Over the next four years, EnviroLab Asia will focus on “Environmental Infrastructures in Asia: Nature, Networks, and People in the Anthropocene” and will feature four annual clinic trips to various destinations in Asia. The first one – to Thailand and Vietnam – took place in January 2018. The trip focused on infrastructure and power, trans-boundaries and governance, agency and built environment as well as performance art and resilience.

“In Vietnam, students explored organic farming from a policy perspective. In Chanthaburi, Thailand, they learned about the effectiveness of mangroves as an filter effluent from shrimp farms and also created a musical/theatre piece with colleagues from the Burapha University Music and Performing Arts department, the Burapha Marine Technology group and even the local workers of the shrimp farms,” added Professor McAdoo.

For many of the participants, the chances to interact with a range of stakeholders in the local sites, such as local scholars and students, Non-Governmental Organisations (NGOs), businesses and artists, cemented the experiential learning of the programme and impacted them immensely.

Samen Yasar (Class of 2021) who hails from Bangladesh, is one of the participants. “My greatest takeaway from the trip was the realisation of the massive similarities between the Vietnamese culture and Bangladeshi culture. The socio-cultural and environmental problems that the average Vietnamese people face are very similar to what Bangladeshis face too. I believe more intercultural engagement between the people of the two countries would help us a lot in our common goal of dealing with problems like climate change, sea level rise, salinity intrusion, overpopulation, mangrove destruction and etc.”

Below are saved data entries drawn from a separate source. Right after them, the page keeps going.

//! Penalty-based route dampening.
//!
//! A single-flow suppression state machine modeled on BGP route flap
//! damping: every flap adds a fixed penalty, the penalty decays
//! exponentially with a configured half-life, and the flow is suppressed
//! between the suppress and reuse thresholds. Deployed only at the mesh
//! edge, where the network effects that make BGP-wide dampening risky do
//! not apply.
//!
//! Decay is lazy: it runs inside [`RouteDampener::flap`] and on the
//! explicit [`RouteDampener::decay`] tick, so the machine needs no timer of
//! its own and stays a pure function of `(events, now)`.

use crate::error::DampenerConfigError;

/// Dampener thresholds and timing.
#[derive(Debug, Clone, Copy, PartialEq)]
pub struct DampenerConfig {
    /// Penalty added per flap.
    pub penalty_increment: f64,
    /// Penalty at or above which the flow is suppressed.
    pub suppress_limit: f64,
    /// Penalty at or below which a suppressed flow is released.
    pub reuse_limit: f64,
    /// Time for the penalty to halve, in milliseconds.
    pub half_life_ms: u64,
    /// Longest time a flow may stay suppressed, in milliseconds. Bounds the
    /// penalty ceiling rather than arming a timer.
    pub max_suppress_ms: u64,
}

impl DampenerConfig {
    /// The penalty ceiling: a penalty at this value decays to the suppress
    /// limit in exactly `max_suppress_ms`.
    #[must_use]
    pub fn max_penalty(&self) -> f64 {
        let half_lives = self.max_suppress_ms as f64 / self.half_life_ms.max(1) as f64;
        self.suppress_limit * 2f64.powf(half_lives)
    }

    /// Check the threshold ordering `0 < reuse < suppress < max_penalty`.
    pub fn validate(&self) -> Result<(), DampenerConfigError> {
        if self.half_life_ms == 0 {
            return Err(DampenerConfigError::NonPositiveHalfLife);
        }
        if self.max_suppress_ms == 0 {
            return Err(DampenerConfigError::NonPositiveMaxSuppress);
        }
        if self.penalty_increment <= 0.0 {
            return Err(DampenerConfigError::NonPositivePenaltyIncrement);
        }
        if self.reuse_limit <= 0.0 || self.reuse_limit >= self.suppress_limit {
            return Err(DampenerConfigError::ReuseNotBelowSuppress {
                reuse: self.reuse_limit,
                suppress: self.suppress_limit,
            });
        }
        let max_penalty = self.max_penalty();
        if self.penalty_increment > max_penalty {
            return Err(DampenerConfigError::IncrementAboveMaxPenalty {
                increment: self.penalty_increment,
                max_penalty,
            });
        }
        Ok(())
    }
}

/// State transition produced by a dampener operation.
#[derive(Debug, Clone, Copy, PartialEq, Eq)]
pub enum DampenerEvent {
    /// The flow crossed the suppress limit and is now dampened.
    Dampened,
    /// The penalty decayed to the reuse limit and the flow is released.
    Undampened,
}

/// The dampening state machine.
#[derive(Debug)]
#[must_use]
pub struct RouteDampener {
    config: DampenerConfig,
    penalty: f64,
    suppressed: bool,
    last_update_ms: u64,
}

impl RouteDampener {
    /// Create a dampener, validating the configuration.
    pub fn new(config: DampenerConfig, now_ms: u64) -> Result<Self, DampenerConfigError> {
        config.validate()?;
        Ok(Self {
            config,
            penalty: 0.0,
            suppressed: false,
            last_update_ms: now_ms,
        })
    }

    /// Record one undesirable event.
    ///
    /// Returns [`DampenerEvent::Dampened`] exactly when this flap crosses
    /// the suppress limit; flaps while already suppressed extend the
    /// suppression (more penalty to decay) without a second event.
    pub fn flap(&mut self, now_ms: u64) -> Option<DampenerEvent> {
        self.decay_to(now_ms);
        self.penalty = (self.penalty + self.config.penalty_increment)
            .min(self.config.max_penalty());
        tracing::debug!(penalty = self.penalty, "route dampener received flap");

        if !self.suppressed && self.penalty >= self.config.suppress_limit {
            self.suppressed = true;
            tracing::info!(penalty = self.penalty, "route dampener suppressing");
            return Some(DampenerEvent::Dampened);
        }
        None
    }

    /// Decay the penalty to `now_ms` and release the flow if it reached the
    /// reuse limit.
    pub fn decay(&mut self, now_ms: u64) -> Option<DampenerEvent> {
        self.decay_to(now_ms);
        if self.suppressed && self.penalty <= self.config.reuse_limit {
            self.suppressed = false;
            tracing::info!(penalty = self.penalty, "route dampener releasing");
            return Some(DampenerEvent::Undampened);
        }
        None
    }

    /// Whether the flow is currently suppressed.
    #[must_use]
    pub fn is_dampened(&self) -> bool {
        self.suppressed
    }

    /// The decayed penalty as of the last update.
    #[must_use]
    pub fn penalty(&self) -> f64 {
        self.penalty
    }

    fn decay_to(&mut self, now_ms: u64) {
        let elapsed = now_ms.saturating_sub(self.last_update_ms);
        if elapsed > 0 {
            let half_lives = elapsed as f64 / self.config.half_life_ms as f64;
            self.penalty *= 0.5f64.powf(half_lives);
            self.last_update_ms = now_ms;
        }
    }
}

#[cfg(test)]
mod tests {
    use super::*;

    const SECOND: u64 = 1_000;

    fn config() -> DampenerConfig {
        DampenerConfig {
            penalty_increment: 1_000.0,
            suppress_limit: 2_000.0,
            reuse_limit: 750.0,
            half_life_ms: 900 * SECOND,
            max_suppress_ms: 3_600 * SECOND,
        }
    }

    #[test]
    fn single_flap_does_not_suppress() {
        let mut rd = RouteDampener::new(config(), 0).unwrap();
        assert_eq!(rd.flap(0), None);
        assert!(!rd.is_dampened());
        assert_eq!(rd.penalty(), 1_000.0);
    }

    #[test]
    fn suppression_at_limit_is_inclusive() {
        let mut rd = RouteDampener::new(config(), 0).unwrap();
        assert_eq!(rd.flap(0), None);
        // 2000 >= 2000: crossed.
        assert_eq!(rd.flap(0), Some(DampenerEvent::Dampened));
        assert!(rd.is_dampened());
    }

    #[test]
    fn three_flaps_then_half_life_decay_releases() {
        let mut rd = RouteDampener::new(config(), 0).unwrap();
        rd.flap(0);
        rd.flap(0);
        rd.flap(0);
        assert!(rd.is_dampened());
        assert_eq!(rd.penalty(), 3_000.0);

        // One half-life: ~1500, still suppressed.
        assert_eq!(rd.decay(900 * SECOND), None);
        assert!((rd.penalty() - 1_500.0).abs() < 1.0);
        assert!(rd.is_dampened());

        // Second half-life: ~750 <= reuse limit, released.
        assert_eq!(rd.decay(1_800 * SECOND), Some(DampenerEvent::Undampened));
        assert!((rd.penalty() - 750.0).abs() < 1.0);
        assert!(!rd.is_dampened());
    }

    #[test]
    fn flap_while_suppressed_extends_without_second_event() {
        let mut rd = RouteDampener::new(config(), 0).unwrap();
        rd.flap(0);
        assert_eq!(rd.flap(0), Some(DampenerEvent::Dampened));
        assert_eq!(rd.flap(0), None);
        assert_eq!(rd.flap(0), None);
        assert_eq!(rd.penalty(), 4_000.0);
        assert!(rd.is_dampened());
    }

    #[test]
    fn penalty_clamped_at_max() {
        let cfg = config();
        let max = cfg.max_penalty();
        let mut rd = RouteDampener::new(cfg, 0).unwrap();
        for _ in 0..200 {
            rd.flap(0);
        }
        assert!(rd.penalty() <= max);
        assert_eq!(rd.penalty(), max);
    }

    #[test]
    fn max_penalty_decays_to_suppress_in_max_suppress_time() {
        let cfg = config();
        let mut rd = RouteDampener::new(cfg, 0).unwrap();
        for _ in 0..200 {
            rd.flap(0);
        }
        // After max_suppress_ms the clamped penalty sits at the suppress
        // limit, so release follows within a few more half-lives.
        rd.decay(cfg.max_suppress_ms);
        assert!((rd.penalty() - cfg.suppress_limit).abs() < 1.0);
        assert!(rd.is_dampened());

        assert_eq!(
            rd.decay(cfg.max_suppress_ms + 2 * cfg.half_life_ms),
            Some(DampenerEvent::Undampened)
        );
    }

    #[test]
    fn decay_between_flaps_lowers_penalty() {
        let mut rd = RouteDampener::new(config(), 0).unwrap();
        rd.flap(0);
        // One half-life later the stored 1000 decays to 500 before adding.
        rd.flap(900 * SECOND);
        assert!((rd.penalty() - 1_500.0).abs() < 1.0);
        assert!(!rd.is_dampened());
    }

    #[test]
    fn decay_without_suppression_emits_nothing() {
        let mut rd = RouteDampener::new(config(), 0).unwrap();
        rd.flap(0);
        assert_eq!(rd.decay(10_000 * SECOND), None);
        assert!(!rd.is_dampened());
    }

    #[test]
    fn release_fires_once() {
        let mut rd = RouteDampener::new(config(), 0).unwrap();
        rd.flap(0);
        rd.flap(0);
        assert!(rd.is_dampened());
        assert_eq!(rd.decay(3_000 * SECOND), Some(DampenerEvent::Undampened));
        assert_eq!(rd.decay(3_100 * SECOND), None);
    }

    #[test]
    fn rejects_reuse_at_or_above_suppress() {
        let cfg = DampenerConfig {
            reuse_limit: 2_000.0,
            ..config()
        };
        assert_eq!(
            RouteDampener::new(cfg, 0).unwrap_err(),
            DampenerConfigError::ReuseNotBelowSuppress {
                reuse: 2_000.0,
                suppress: 2_000.0,
            }
        );
    }

    #[test]
    fn rejects_zero_half_life() {
        let cfg = DampenerConfig {
            half_life_ms: 0,
            ..config()
        };
        assert!(matches!(
            RouteDampener::new(cfg, 0),
            Err(DampenerConfigError::NonPositiveHalfLife)
        ));
    }

    #[test]
    fn rejects_oversized_increment() {
        // Tiny ceiling: suppress 2000 * 2^(1/900) is barely above 2000, so a
        // huge increment cannot fit below it.
        let cfg = DampenerConfig {
            penalty_increment: 1_000_000.0,
            max_suppress_ms: SECOND,
            ..config()
        };
        assert!(matches!(
            RouteDampener::new(cfg, 0),
            Err(DampenerConfigError::IncrementAboveMaxPenalty { .. })
        ));
    }

    #[test]
    fn max_penalty_formula() {
        // suppress 2000, 4 half-lives: 2000 * 2^4 = 32000.
        assert!((config().max_penalty() - 32_000.0).abs() < 1e-6);
    }
}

Another participant of the trip, Regina Veronica Vanda (Class of 2021) shared, “Nature and culture develop in an intricately interdependent manner. When chemical warfare was used in the Vietnam war and mangrove forests were destroyed, the livelihood of people was not spared. When mangroves are destroyed, food security will be challenged and the poorest made vulnerable. Nonetheless, in this trip I have witnessed the coming together of the community to restore mangrove forests, and thus, visible and rapid recovery to bolster the resilience of the community to environmental and social hazards is evident. Simultaneously, environmental consciousness is growing among Vietnamese, especially those whose lives are directly affected by environmental changes in the rural areas.”

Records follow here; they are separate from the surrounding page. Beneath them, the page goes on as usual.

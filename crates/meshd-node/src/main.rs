use std::path::PathBuf;
use std::sync::Arc;
use std::time::Duration;

use clap::Parser;
use tokio::sync::{mpsc, watch};
use tokio::task::JoinHandle;

use meshd_interfaces::{
    MeshDriver, RouteInstaller, StaticMetricSource, UdpRoutingTransport, UdpTransportConfig,
};
use meshd_node::adapters::{LoggingDriver, LoggingRouteInstaller};
use meshd_node::config::{NodeConfig, Settings};
use meshd_node::gateway::{GatewayMonitor, GatewayMonitorConfig, TcpProber};
use meshd_node::routing::{Routing, RoutingConfig};
use meshd_node::stats::Stats;
use meshd_node::sync_routes::{SyncRoutes, SyncRoutesConfig};
use meshd_routing::RouteDampener;

#[derive(Parser)]
#[command(name = "meshd", about = "HWMP-style 802.11s mesh routing daemon")]
struct Cli {
    /// Path to configuration file
    #[arg(short, long, default_value = "/etc/meshd/config.toml")]
    config: PathBuf,
}

#[tokio::main]
async fn main() {
    let cli = Cli::parse();

    let config = match NodeConfig::load(&cli.config) {
        Ok(c) => c,
        Err(e) => {
            eprintln!("failed to load config from {}: {e}", cli.config.display());
            std::process::exit(1);
        }
    };

    // Initialize logging
    if std::env::var("RUST_LOG_FORMAT").as_deref() == Ok("json") {
        meshd_node::logging::init_json_with_default(&config.logging.level);
    } else {
        meshd_node::logging::init_with_default(&config.logging.level);
    }
    let settings = match Settings::from_config(&config) {
        Ok(s) => s,
        Err(e) => {
            eprintln!("invalid configuration: {e}");
            std::process::exit(1);
        }
    };

    if let Err(e) = run(settings).await {
        tracing::error!("meshd failed: {e}");
        std::process::exit(1);
    }
}

async fn run(settings: Settings) -> Result<(), meshd_node::NodeError> {
    let stats = Arc::new(Stats::new());
    // Stop signal for the daemon tasks; the kept receiver only ensures
    // sending the signal cannot fail before any task subscribes.
    let (stop_tx, _stop_keepalive) = watch::channel(false);
    let mut tasks: Vec<(&str, JoinHandle<()>)> = Vec::new();

    // Transport.
    let transport = UdpRoutingTransport::bind(&UdpTransportConfig {
        interface: settings.interface.clone(),
        port: settings.port,
    })
    .await?;
    let (inbound_tx, mut inbound_rx) = mpsc::channel(1024);
    let (outbound_tx, outbound_rx) = mpsc::channel(1024);
    transport.start(inbound_tx, outbound_rx).await;

    // Routing actor.
    let metric_source = Arc::new(StaticMetricSource::with_fallback(
        settings.default_link_metric,
    ));
    let (routing, handle) = Routing::new(
        RoutingConfig {
            node_addr: settings.node_addr,
            element_ttl: settings.element_ttl,
            active_path_timeout_ms: settings.active_path_timeout_ms,
            root_pann_interval_ms: settings.root_pann_interval_ms,
            housekeeping_interval_ms: settings.housekeeping_interval_ms,
            is_root: settings.is_root,
            top_k_gates: settings.top_k_gates,
        },
        metric_source,
        outbound_tx,
        Arc::clone(&stats),
    );
    let routing_task = tokio::spawn(routing.run());

    // Bridge inbound datagrams onto the routing loop. Ends when the
    // transport closes the inbound channel, so it needs no stop signal.
    let frame_handle = handle.clone();
    tasks.push((
        "inbound bridge",
        tokio::spawn(async move {
            while let Some((from, data)) = inbound_rx.recv().await {
                if frame_handle.deliver_frame(from, data).await.is_err() {
                    break;
                }
            }
        }),
    ));

    // Route sync.
    let installer: Arc<dyn RouteInstaller> = Arc::new(LoggingRouteInstaller);
    let sync = SyncRoutes::new(
        SyncRoutesConfig {
            interface: settings.interface.clone(),
            interval_ms: settings.sync_routes_interval_ms,
        },
        handle.clone(),
        installer,
        Arc::clone(&stats),
    );
    let sync_stop = stop_tx.subscribe();
    tasks.push((
        "route sync",
        tokio::spawn(async move { sync.run(sync_stop).await }),
    ));

    // Gateway connectivity monitor, when upstream probing is configured.
    if settings.monitored_addresses.is_empty() {
        tracing::info!("no monitored addresses configured, gateway monitor disabled");
    } else {
        let driver: Arc<dyn MeshDriver> = Arc::new(LoggingDriver);
        let dampener = RouteDampener::new(settings.dampener, 0)
            .map_err(|e| meshd_node::NodeError::Config(e.to_string()))?;
        let monitor = GatewayMonitor::new(
            GatewayMonitorConfig {
                monitor_interval_ms: settings.monitor_interval_ms,
                set_root_mode_if_gate: settings.set_root_mode_if_gate,
            },
            TcpProber {
                interface: settings.monitored_interface.clone(),
                addresses: settings.monitored_addresses.clone(),
                timeout: Duration::from_millis(settings.monitor_socket_timeout_ms),
                robustness: settings.robustness,
            },
            handle.clone(),
            driver,
            dampener,
            Arc::clone(&stats),
        );
        let monitor_stop = stop_tx.subscribe();
        tasks.push((
            "gateway monitor",
            tokio::spawn(async move { monitor.run(monitor_stop).await }),
        ));
    }

    tracing::info!(
        node = %settings.node_addr,
        interface = %settings.interface,
        is_root = settings.is_root,
        "meshd started"
    );

    // Wait for SIGINT or SIGTERM (Docker sends SIGTERM on `docker stop`).
    wait_for_shutdown_signal().await;
    tracing::info!("shutting down");

    // Stop timers and monitors first, then the transport (which closes the
    // inbound bridge), then release the routing actor.
    let _ = stop_tx.send(true);
    transport.stop().await;
    for (name, task) in tasks {
        if let Err(e) = task.await {
            if e.is_panic() {
                tracing::warn!(task = name, "task panicked before shutdown");
            }
        }
    }
    drop(handle);
    let _ = routing_task.await;

    let snapshot = stats.snapshot();
    tracing::info!(
        pann_received = snapshot.pann_received,
        pann_originated = snapshot.pann_originated,
        pann_forwarded = snapshot.pann_forwarded,
        "final counters"
    );
    Ok(())
}

async fn wait_for_shutdown_signal() {
    #[cfg(unix)]
    {
        let mut sigterm =
            match tokio::signal::unix::signal(tokio::signal::unix::SignalKind::terminate()) {
                Ok(s) => s,
                Err(e) => {
                    tracing::warn!("failed to register SIGTERM handler: {e}");
                    let _ = tokio::signal::ctrl_c().await;
                    return;
                }
            };
        tokio::select! {
            _ = tokio::signal::ctrl_c() => tracing::info!("received SIGINT"),
            _ = sigterm.recv() => tracing::info!("received SIGTERM"),
        }
    }
    #[cfg(not(unix))]
    {
        let _ = tokio::signal::ctrl_c().await;
    }
}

In addition to learning about environmental issues, the communication opportunities she had with the stakeholders also reinforced Regina’s personal interest in environmental communication. “I am interested in environmental communication through photojournalism. I have a website called Lens On in which I curate photos and write articles about diverse ideas for sustainable development in Singapore and the region. The experience of speaking to locals and learning critically about their initiatives has also helped me hone my ethnographic skills which is crucial to effective environmental communication.”

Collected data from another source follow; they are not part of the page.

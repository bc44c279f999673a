//! PANN frame wire format.
//!
//! A routing frame is a single length-prefixed record: one frame-type byte,
//! a varint payload length, then the payload fields in fixed order. Varints
//! are unsigned LEB128, so small sequence numbers and metrics stay compact
//! while the full u64/u32 ranges remain representable.
//!
//! Layout:
//!
//! ```text
//! frame_type   u8        0x00 = PANN
//! payload_len  uvarint
//! orig_addr    [u8; 6]
//! orig_sn      uvarint   u64
//! hop_count    u8
//! ttl          u8
//! target_addr  [u8; 6]
//! metric       uvarint   u32
//! is_gate      u8        nonzero = true
//! reply_req    u8        nonzero = true
//! ```

use crate::error::FrameError;
use crate::types::MacAddress;

/// Routing frame discriminator.
#[derive(Debug, Clone, Copy, PartialEq, Eq)]
#[repr(u8)]
pub enum FrameType {
    Pann = 0,
}

impl FrameType {
    pub fn from_u8(v: u8) -> Result<Self, FrameError> {
        match v {
            0 => Ok(FrameType::Pann),
            other => Err(FrameError::UnknownFrameType(other)),
        }
    }

    #[must_use]
    pub fn to_u8(self) -> u8 {
        self as u8
    }
}

/// A proactive Path Announcement.
///
/// `reply_requested` is carried on the wire but unused by the processor; it
/// is preserved verbatim through decode/encode.
#[derive(Debug, Clone, Copy, PartialEq, Eq)]
#[must_use]
pub struct PannFrame {
    /// Originating station.
    pub orig_addr: MacAddress,
    /// Origin's sequence number, monotonic per origin.
    pub orig_sn: u64,
    /// Hops traversed so far.
    pub hop_count: u8,
    /// Remaining time-to-live.
    pub ttl: u8,
    /// Unicast target, or broadcast.
    pub target_addr: MacAddress,
    /// Cumulative path metric from the origin.
    pub metric: u32,
    /// Origin claims upstream connectivity.
    pub is_gate: bool,
    pub reply_requested: bool,
}

impl PannFrame {
    /// Serialize to wire bytes.
    #[must_use = "serialization produces a new Vec without modifying the frame"]
    pub fn encode(&self) -> Vec<u8> {
        let mut payload = Vec::with_capacity(32);
        payload.extend_from_slice(self.orig_addr.as_ref());
        put_uvarint(&mut payload, self.orig_sn);
        payload.push(self.hop_count);
        payload.push(self.ttl);
        payload.extend_from_slice(self.target_addr.as_ref());
        put_uvarint(&mut payload, u64::from(self.metric));
        payload.push(u8::from(self.is_gate));
        payload.push(u8::from(self.reply_requested));

        let mut out = Vec::with_capacity(2 + payload.len());
        out.push(FrameType::Pann.to_u8());
        put_uvarint(&mut out, payload.len() as u64);
        out.extend_from_slice(&payload);
        out
    }

    /// Parse a frame from wire bytes.
    ///
    /// The input must contain exactly one frame; trailing bytes are an
    /// error since the transport carries one frame per datagram.
    #[must_use = "parsing may fail; check the Result"]
    pub fn decode(raw: &[u8]) -> Result<Self, FrameError> {
        let mut cursor = 0usize;

        let frame_type = *raw.first().ok_or(FrameError::Truncated {
            min: 1,
            actual: 0,
        })?;
        FrameType::from_u8(frame_type)?;
        cursor += 1;

        let declared = get_uvarint(raw, &mut cursor)?;
        let declared = usize::try_from(declared).map_err(|_| FrameError::LengthMismatch {
            declared: usize::MAX,
            actual: raw.len() - cursor,
        })?;
        let available = raw.len() - cursor;
        if declared > available {
            return Err(FrameError::LengthMismatch {
                declared,
                actual: available,
            });
        }
        if declared < available {
            return Err(FrameError::TrailingBytes(available - declared));
        }

        let payload = &raw[cursor..cursor + declared];
        let mut pos = 0usize;

        let orig_addr = take_mac(payload, &mut pos)?;
        let orig_sn = get_uvarint(payload, &mut pos)?;
        let hop_count = take_u8(payload, &mut pos)?;
        let ttl = take_u8(payload, &mut pos)?;
        let target_addr = take_mac(payload, &mut pos)?;
        let metric_raw = get_uvarint(payload, &mut pos)?;
        let metric =
            u32::try_from(metric_raw).map_err(|_| FrameError::VarintOutOfRange(metric_raw))?;
        let is_gate = take_u8(payload, &mut pos)? != 0;
        let reply_requested = take_u8(payload, &mut pos)? != 0;

        if pos != payload.len() {
            return Err(FrameError::TrailingBytes(payload.len() - pos));
        }

        Ok(PannFrame {
            orig_addr,
            orig_sn,
            hop_count,
            ttl,
            target_addr,
            metric,
            is_gate,
            reply_requested,
        })
    }
}

/// Append an unsigned LEB128 varint.
fn put_uvarint(buf: &mut Vec<u8>, mut value: u64) {
    loop {
        let byte = (value & 0x7f) as u8;
        value >>= 7;
        if value == 0 {
            buf.push(byte);
            return;
        }
        buf.push(byte | 0x80);
    }
}

/// Read an unsigned LEB128 varint at `*cursor`, advancing it.
fn get_uvarint(buf: &[u8], cursor: &mut usize) -> Result<u64, FrameError> {
    let mut value = 0u64;
    let mut shift = 0u32;
    loop {
        let byte = *buf.get(*cursor).ok_or(FrameError::Truncated {
            min: *cursor + 1,
            actual: buf.len(),
        })?;
        *cursor += 1;

        // 10 bytes cover 70 bits; the 10th may only contribute the low bit.
        if shift >= 63 && byte > 1 {
            return Err(FrameError::VarintMalformed);
        }
        value |= u64::from(byte & 0x7f) << shift;
        if byte & 0x80 == 0 {
            return Ok(value);
        }
        shift += 7;
        if shift > 63 {
            return Err(FrameError::VarintMalformed);
        }
    }
}

fn take_u8(buf: &[u8], cursor: &mut usize) -> Result<u8, FrameError> {
    let byte = *buf.get(*cursor).ok_or(FrameError::Truncated {
        min: *cursor + 1,
        actual: buf.len(),
    })?;
    *cursor += 1;
    Ok(byte)
}

fn take_mac(buf: &[u8], cursor: &mut usize) -> Result<MacAddress, FrameError> {
    let end = *cursor + 6;
    let slice = buf.get(*cursor..end).ok_or(FrameError::Truncated {
        min: end,
        actual: buf.len(),
    })?;
    *cursor = end;
    Ok(MacAddress::try_from(slice).expect("slice is exactly 6 bytes"))
}

#[cfg(test)]
mod tests {
    use super::*;

    fn mac(last: u8) -> MacAddress {
        MacAddress::new([0x02, 0, 0, 0, 0, last])
    }

    fn sample_frame() -> PannFrame {
        PannFrame {
            orig_addr: mac(0xaa),
            orig_sn: 5,
            hop_count: 2,
            ttl: 10,
            target_addr: MacAddress::BROADCAST,
            metric: 40,
            is_gate: true,
            reply_requested: false,
        }
    }

    #[test]
    fn round_trip_sample() {
        let frame = sample_frame();
        let decoded = PannFrame::decode(&frame.encode()).unwrap();
        assert_eq!(decoded, frame);
    }

    #[test]
    fn wire_layout_is_stable() {
        // type | len | orig | sn | hops | ttl | target | metric | flags
        let expected = concat!(
            "00",
            "12",
            "0200000000aa",
            "05",
            "02",
            "0a",
            "ffffffffffff",
            "28",
            "01",
            "00",
        );
        assert_eq!(hex::encode(sample_frame().encode()), expected);
    }

    #[test]
    fn round_trip_extremes() {
        let frame = PannFrame {
            orig_addr: MacAddress::new([0xff, 0xee, 0xdd, 0xcc, 0xbb, 0xaa]),
            orig_sn: u64::MAX,
            hop_count: 255,
            ttl: 255,
            target_addr: MacAddress::ZERO,
            metric: u32::MAX,
            is_gate: false,
            reply_requested: true,
        };
        assert_eq!(PannFrame::decode(&frame.encode()).unwrap(), frame);
    }

    #[test]
    fn unknown_frame_type_rejected() {
        let mut raw = sample_frame().encode();
        raw[0] = 0x07;
        assert_eq!(
            PannFrame::decode(&raw),
            Err(FrameError::UnknownFrameType(0x07))
        );
    }

    #[test]
    fn empty_input_rejected() {
        assert_eq!(
            PannFrame::decode(&[]),
            Err(FrameError::Truncated { min: 1, actual: 0 })
        );
    }

    #[test]
    fn truncated_payload_rejected() {
        let raw = sample_frame().encode();
        // Chop mid-payload: the declared length no longer fits.
        let cut = &raw[..raw.len() - 3];
        assert!(matches!(
            PannFrame::decode(cut),
            Err(FrameError::LengthMismatch { .. })
        ));
    }

    #[test]
    fn trailing_bytes_rejected() {
        let mut raw = sample_frame().encode();
        raw.push(0x00);
        assert_eq!(PannFrame::decode(&raw), Err(FrameError::TrailingBytes(1)));
    }

    #[test]
    fn inner_trailing_bytes_rejected() {
        // Hand-grow the payload and fix up the declared length.
        let frame = sample_frame();
        let encoded = frame.encode();
        let payload = &encoded[2..]; // sample payload length < 128, 1-byte varint
        let mut raw = vec![0x00, (payload.len() + 1) as u8];
        raw.extend_from_slice(payload);
        raw.push(0xab);
        assert_eq!(PannFrame::decode(&raw), Err(FrameError::TrailingBytes(1)));
    }

    #[test]
    fn metric_overflow_rejected() {
        // payload: mac(6) sn(1) hop(1) ttl(1) mac(6) metric(>u32) flags(2)
        let mut payload = Vec::new();
        payload.extend_from_slice(mac(0xaa).as_ref());
        payload.push(5);
        payload.push(2);
        payload.push(10);
        payload.extend_from_slice(MacAddress::BROADCAST.as_ref());
        // 2^33 as LEB128
        payload.extend_from_slice(&[0x80, 0x80, 0x80, 0x80, 0x20]);
        payload.push(1);
        payload.push(0);

        let mut raw = vec![0x00, payload.len() as u8];
        raw.extend_from_slice(&payload);
        assert_eq!(
            PannFrame::decode(&raw),
            Err(FrameError::VarintOutOfRange(1 << 33))
        );
    }

    #[test]
    fn overlong_varint_rejected() {
        let mut cursor = 0;
        let overlong = [0xff, 0xff, 0xff, 0xff, 0xff, 0xff, 0xff, 0xff, 0xff, 0xff, 0x01];
        assert_eq!(
            get_uvarint(&overlong, &mut cursor),
            Err(FrameError::VarintMalformed)
        );
    }

    #[test]
    fn varint_known_encodings() {
        for (value, bytes) in [
            (0u64, vec![0x00]),
            (1, vec![0x01]),
            (127, vec![0x7f]),
            (128, vec![0x80, 0x01]),
            (300, vec![0xac, 0x02]),
            (u64::MAX, vec![0xff; 9].into_iter().chain([0x01]).collect()),
        ] {
            let mut buf = Vec::new();
            put_uvarint(&mut buf, value);
            assert_eq!(buf, bytes, "encoding of {value}");

            let mut cursor = 0;
            assert_eq!(get_uvarint(&buf, &mut cursor).unwrap(), value);
            assert_eq!(cursor, buf.len());
        }
    }

    #[test]
    fn nonzero_flag_bytes_read_as_true() {
        let frame = sample_frame();
        let mut raw = frame.encode();
        let len = raw.len();
        raw[len - 1] = 0x02; // reply_requested
        let decoded = PannFrame::decode(&raw).unwrap();
        assert!(decoded.reply_requested);
    }
}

The next three clinic trips will be to Japan in 2019, Korea in 2020 and China in 2021. Each of the Envirolab Asia trips and associated research will be conducted in close cooperation with Yale-NUS, local universities and organisations, as participants explore themes ranging from the intersection of nature, nuclear history and infrastructure to contested infrastructure and ecological development, agriculture and more.